The output should consist solely of the lines running from the one that contains "#[derive(Debug, Error, Clone, PartialEq, Eq)]" through the end of the records below, copied exactly.

Saved data entries
>>>

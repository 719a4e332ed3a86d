use replay_engine::ReplayEngineOptions;

/// Governs one session run (§4.6, §6 `session` config group).
#[derive(Clone, Debug)]
pub struct ReplaySessionOptions {
    /// Delay observed before every row except the first.
    pub row_delay_ms: u64,
    /// When true, a row whose columns match no step label (directly or
    /// via `fieldMappings`) is skipped instead of run.
    pub skip_unmatched_rows: bool,
    /// When false, the first failed row transitions the session to
    /// `error`.
    pub continue_on_row_failure: bool,
    /// 0 means unlimited. When non-zero and reached, the run transitions
    /// to `error` even with `continue_on_row_failure = true`.
    pub max_row_failures: u32,
    pub engine_options: ReplayEngineOptions,
}

impl Default for ReplaySessionOptions {
    fn default() -> Self {
        Self {
            row_delay_ms: 0,
            skip_unmatched_rows: true,
            continue_on_row_failure: true,
            max_row_failures: 0,
            engine_options: ReplayEngineOptions::default(),
        }
    }
}
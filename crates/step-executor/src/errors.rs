use thiserror::Error;

#[derive(Debug, Error, Clone, PartialEq, Eq)]
pub enum StepExecutorError {
    #[error("invalid step: {reason}")]
    InvalidStep { reason: String },
}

<<<

→ Exercise answer:
#[derive(Debug, Error, Clone, PartialEq, Eq)]
pub enum StepExecutorError {
    #[error("invalid step: {reason}")]
    InvalidStep { reason: String },
}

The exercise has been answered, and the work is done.